▶ Prompt:
Your answer should be one number: the count of lines in these entries that hold the word "cash".

Stored data:
——————————
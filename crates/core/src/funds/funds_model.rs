//! Mutual fund domain models and position math.
//!
//! Fund positions track invested capital separately from mark-to-market
//! value. Withdrawals allocate cost proportionally to the fraction of value
//! withdrawn; revaluations move the value and leave invested capital alone.

use chrono::NaiveDate;
use rust_decimal::Decimal;
use rust_decimal_macros::dec;
use serde::{Deserialize, Serialize};

use crate::constants::AMOUNT_EPSILON;
use crate::errors::{PositionError, ValidationError};
use crate::{Error, Result};

/// Category used for the mirror cash-transaction row written on invest.
pub const FUND_INVESTMENT_CATEGORY: &str = "Mutual Fund Investment";
/// Category used for the mirror cash-transaction row written on withdraw.
pub const FUND_WITHDRAWAL_CATEGORY: &str = "Mutual Fund Withdrawal";

/// Kind of a mutual fund transaction row.
#[derive(Debug, Clone, Copy, PartialEq, Eq, Serialize, Deserialize)]
#[serde(rename_all = "lowercase")]
pub enum FundTransactionType {
    Invest,
    Withdraw,
}

impl FundTransactionType {
    pub fn as_str(&self) -> &'static str {
        match self {
            FundTransactionType::Invest => "invest",
            FundTransactionType::Withdraw => "withdraw",
        }
    }
}

impl std::str::FromStr for FundTransactionType {
    type Err = Error;

    fn from_str(s: &str) -> Result<Self> {
        match s {
            "invest" => Ok(FundTransactionType::Invest),
            "withdraw" => Ok(FundTransactionType::Withdraw),
            other => Err(Error::Validation(ValidationError::InvalidInput(format!(
                "Unknown fund transaction type: {other}"
            )))),
        }
    }
}

impl std::fmt::Display for FundTransactionType {
    fn fmt(&self, f: &mut std::fmt::Formatter<'_>) -> std::fmt::Result {
        write!(f, "{}", self.as_str())
    }
}

/// A per-fund holding.
///
/// Invariant: `profit_loss == current_value - total_invested`. The position
/// is deleted when a withdrawal drains the value to zero or leaves invested
/// capital at or below the tolerance.
#[derive(Debug, Clone, Serialize, Deserialize)]
#[serde(rename_all = "camelCase")]
pub struct MutualFundPosition {
    pub id: String,
    pub user_id: String,
    pub fund_name: String,
    pub fund_type: Option<String>,
    pub total_invested: Decimal,
    pub current_value: Decimal,
    pub units: Option<Decimal>,
    pub nav: Option<Decimal>,
    pub profit_loss: Decimal,
}

impl MutualFundPosition {
    /// Folds fresh capital into the position. New money tracks 1:1 to value
    /// until the next revaluation.
    pub fn apply_invest(&mut self, amount: Decimal, units: Option<Decimal>, nav: Option<Decimal>) {
        self.total_invested += amount;
        self.current_value += amount;
        if let Some(u) = units {
            self.units = Some(self.units.unwrap_or(Decimal::ZERO) + u);
        }
        if nav.is_some() {
            self.nav = nav;
        }
        self.profit_loss = self.current_value - self.total_invested;
    }

    /// Computes the outcome of withdrawing `amount` with proportional cost
    /// allocation. The position itself is untouched; apply the outcome with
    /// [`MutualFundPosition::apply_withdrawal`].
    pub fn withdrawal(&self, amount: Decimal) -> Result<WithdrawalOutcome> {
        if amount > self.current_value {
            return Err(Error::Position(PositionError::InsufficientValue {
                attempted: amount,
                available: self.current_value,
            }));
        }
        let proportion = if self.current_value.is_zero() {
            Decimal::ZERO
        } else {
            amount / self.current_value
        };
        let invested_portion = self.total_invested * proportion;
        let remaining_value = self.current_value - amount;
        let remaining_invested = self.total_invested - invested_portion;
        Ok(WithdrawalOutcome {
            invested_portion,
            profit_loss: amount - invested_portion,
            remaining_value,
            remaining_invested,
            closes_position: remaining_value.is_zero() || remaining_invested <= AMOUNT_EPSILON,
        })
    }

    /// Shrinks the position per a computed withdrawal outcome.
    pub fn apply_withdrawal(&mut self, outcome: &WithdrawalOutcome, units: Option<Decimal>) {
        self.current_value = outcome.remaining_value;
        self.total_invested = outcome.remaining_invested;
        if let Some(u) = units {
            self.units = Some(self.units.unwrap_or(Decimal::ZERO) - u);
        }
        self.profit_loss = self.current_value - self.total_invested;
    }

    /// Computes the mark-to-market delta for revaluing to `new_value`.
    pub fn revaluation(&self, new_value: Decimal) -> RevaluationOutcome {
        let value_change = new_value - self.current_value;
        let value_change_percentage = if self.current_value.is_zero() {
            Decimal::ZERO
        } else {
            value_change / self.current_value * dec!(100)
        };
        RevaluationOutcome {
            previous_value: self.current_value,
            new_value,
            value_change,
            value_change_percentage,
            profit_loss: new_value - self.total_invested,
        }
    }

    /// Moves the position to the revalued mark. Invested capital is
    /// untouched; this models an external statement, not a cash event.
    pub fn apply_revaluation(&mut self, outcome: &RevaluationOutcome, nav: Option<Decimal>) {
        self.current_value = outcome.new_value;
        self.profit_loss = outcome.profit_loss;
        if nav.is_some() {
            self.nav = nav;
        }
    }
}

/// Result of the proportional withdrawal computation.
#[derive(Debug, Clone, PartialEq, Eq)]
pub struct WithdrawalOutcome {
    pub invested_portion: Decimal,
    pub profit_loss: Decimal,
    pub remaining_value: Decimal,
    pub remaining_invested: Decimal,
    pub closes_position: bool,
}

/// Result of the mark-to-market computation.
#[derive(Debug, Clone, PartialEq, Eq)]
pub struct RevaluationOutcome {
    pub previous_value: Decimal,
    pub new_value: Decimal,
    pub value_change: Decimal,
    pub value_change_percentage: Decimal,
    pub profit_loss: Decimal,
}

/// An append-only fund flow event. `profit_loss` is present only for
/// withdrawals.
#[derive(Debug, Clone, Serialize, Deserialize)]
#[serde(rename_all = "camelCase")]
pub struct MutualFundTransaction {
    pub id: String,
    pub user_id: String,
    pub fund_name: String,
    pub transaction_type: FundTransactionType,
    pub amount: Decimal,
    pub units: Option<Decimal>,
    pub nav: Option<Decimal>,
    pub profit_loss: Option<Decimal>,
    pub transaction_date: NaiveDate,
    pub description: Option<String>,
}

/// An immutable revaluation trail row, written before the position update.
#[derive(Debug, Clone, Serialize, Deserialize)]
#[serde(rename_all = "camelCase")]
pub struct FundValueHistory {
    pub id: String,
    pub user_id: String,
    pub fund_name: String,
    pub previous_value: Decimal,
    pub new_value: Decimal,
    pub value_change: Decimal,
    pub value_change_percentage: Decimal,
    pub total_invested: Decimal,
    pub profit_loss: Decimal,
    pub update_date: NaiveDate,
    pub notes: Option<String>,
}

/// Input model for investing in a fund.
#[derive(Debug, Clone, Serialize, Deserialize)]
#[serde(rename_all = "camelCase")]
pub struct InvestOrder {
    pub user_id: String,
    pub fund_name: String,
    pub amount: Decimal,
    pub fund_type: Option<String>,
    pub units: Option<Decimal>,
    pub nav: Option<Decimal>,
    pub date: Option<NaiveDate>,
    pub description: Option<String>,
}

impl InvestOrder {
    pub fn validate(&self) -> Result<()> {
        if self.user_id.trim().is_empty() {
            return Err(Error::Validation(ValidationError::MissingField(
                "userId".to_string(),
            )));
        }
        if self.fund_name.trim().is_empty() {
            return Err(Error::Validation(ValidationError::MissingField(
                "fundName".to_string(),
            )));
        }
        if self.amount <= Decimal::ZERO {
            return Err(Error::Validation(ValidationError::InvalidInput(
                "Investment amount must be positive".to_string(),
            )));
        }
        Ok(())
    }

    pub fn effective_date(&self) -> NaiveDate {
        self.date
            .unwrap_or_else(|| chrono::Utc::now().date_naive())
    }
}

/// Input model for withdrawing from a fund.
#[derive(Debug, Clone, Serialize, Deserialize)]
#[serde(rename_all = "camelCase")]
pub struct WithdrawOrder {
    pub user_id: String,
    pub fund_id: String,
    pub amount: Decimal,
    pub units: Option<Decimal>,
    pub nav: Option<Decimal>,
    pub date: Option<NaiveDate>,
    pub description: Option<String>,
}

impl WithdrawOrder {
    pub fn validate(&self) -> Result<()> {
        if self.user_id.trim().is_empty() {
            return Err(Error::Validation(ValidationError::MissingField(
                "userId".to_string(),
            )));
        }
        if self.fund_id.trim().is_empty() {
            return Err(Error::Validation(ValidationError::MissingField(
                "fundId".to_string(),
            )));
        }
        if self.amount <= Decimal::ZERO {
            return Err(Error::Validation(ValidationError::InvalidInput(
                "Withdrawal amount must be positive".to_string(),
            )));
        }
        Ok(())
    }

    pub fn effective_date(&self) -> NaiveDate {
        self.date
            .unwrap_or_else(|| chrono::Utc::now().date_naive())
    }
}

/// Input model for a mark-to-market revaluation.
#[derive(Debug, Clone, Serialize, Deserialize)]
#[serde(rename_all = "camelCase")]
pub struct RevalueRequest {
    pub user_id: String,
    pub fund_id: String,
    pub new_value: Decimal,
    pub nav: Option<Decimal>,
    pub date: Option<NaiveDate>,
    pub notes: Option<String>,
}

impl RevalueRequest {
    pub fn validate(&self) -> Result<()> {
        if self.user_id.trim().is_empty() {
            return Err(Error::Validation(ValidationError::MissingField(
                "userId".to_string(),
            )));
        }
        if self.fund_id.trim().is_empty() {
            return Err(Error::Validation(ValidationError::MissingField(
                "fundId".to_string(),
            )));
        }
        if self.new_value < Decimal::ZERO {
            return Err(Error::Validation(ValidationError::InvalidInput(
                "Revalued amount cannot be negative".to_string(),
            )));
        }
        Ok(())
    }

    pub fn effective_date(&self) -> NaiveDate {
        self.date
            .unwrap_or_else(|| chrono::Utc::now().date_naive())
    }
}

/// What a completed investment returns to the caller.
#[derive(Debug, Clone, Serialize, Deserialize)]
#[serde(rename_all = "camelCase")]
pub struct InvestOutcome {
    pub position: MutualFundPosition,
    pub transaction: MutualFundTransaction,
}

/// What a completed withdrawal returns. `position` is `None` when the
/// withdrawal closed the position.
#[derive(Debug, Clone, Serialize, Deserialize)]
#[serde(rename_all = "camelCase")]
pub struct FundWithdrawOutcome {
    pub position: Option<MutualFundPosition>,
    pub transaction: MutualFundTransaction,
    pub profit_loss: Decimal,
}

/// What a completed revaluation returns.
#[derive(Debug, Clone, Serialize, Deserialize)]
#[serde(rename_all = "camelCase")]
pub struct RevalueOutcome {
    pub position: MutualFundPosition,
    pub history_entry: FundValueHistory,
    pub value_change: Decimal,
    pub value_change_percentage: Decimal,
    pub profit_loss: Decimal,
}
——————————
▶ Answer to this problem:
3